In Yosemite Valley the Adams family (not that one, grow up) run a small gallery showcasing original photographs. I only just manage to keep the AmEx in my pocket. But one thing in that gallery completely blows me away. It stops me dead in my tracks, more than any image I have ever seen. From a photographer, a rare commodity - words:

To photograph truthfully and effectively is to see beneath the surfaces and record the qualities of nature and humanity which live or are latent in all things. Impression is not enough. Design, style, technique - these too are not enough. Art must reach further than impression or self-revelation. Art, said Alfred Stieglitz, is the affirmation of life. And life; or its eternal evidence, is everywhere.

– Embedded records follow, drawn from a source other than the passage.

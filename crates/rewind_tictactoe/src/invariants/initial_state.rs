//! Initial state invariant: history always starts at game start.

use super::super::GameStateMachine;
use super::Invariant;

/// Invariant: history is non-empty and its first entry is the initial state.
pub struct InitialStateInvariant;

impl Invariant<GameStateMachine> for InitialStateInvariant {
    fn holds(machine: &GameStateMachine) -> bool {
        machine
            .history()
            .first()
            .is_some_and(|state| state.is_initial())
    }

    fn description() -> &'static str {
        "History starts with the empty initial board"
    }
}

#[cfg(test)]
mod tests {
    use super::*;

    #[test]
    fn test_new_machine_holds() {
        assert!(InitialStateInvariant::holds(&GameStateMachine::new()));
    }

    #[test]
    fn test_empty_history_violates() {
        let mut machine = GameStateMachine::new();
        machine.history.clear();
        assert!(!InitialStateInvariant::holds(&machine));
    }

    #[test]
    fn test_non_initial_first_entry_violates() {
        let mut machine = GameStateMachine::replay(&[4]);
        machine.history.remove(0);
        assert!(!InitialStateInvariant::holds(&machine));
    }
}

Some photographers take reality as the sculptors take wood and stone and upon it impose the dominations of their own thought and spirit. Others come before reality more tenderly and a photograph to them is an instrument of love and revelation. A true photograph need not be explained, nor can be contained in words.

Expressions without doctrine, my photographs are presented here as ends in themselves, images of the endless moments of the world. I dedicate them to the memory of Alfred Stieglitz.

There's not a lot to add to that. Every time you raise the camera to your eye, you have the opportunity to scratch beneath the surface.


  1. one of the greats, of course. the quality of his photography drew me to him initially but as i learned more i started to find his images 'dull'. however, the images are just half the story. when you realise how he took his shots (and with what), and read his text books then - wow - you get a greater appreciation. check out the rest of the f64 group (esp weston) - and that steiglitz guy wasn't too shoddy either.

  2. Did you read that news story about a box of his originally slides (quiver) just sold for $50 at a garage sale. Their value sits at around $20 million I believe.

  3. $200 !! But they recon they weren't taken by Adams but by some dude called Earl. Either way, not bad for $50.

    Phil - Will have to read his textbooks, just seen the pics. Tried to go to the Weston gallery in Carmel yesterday but the bastards close on Mondays.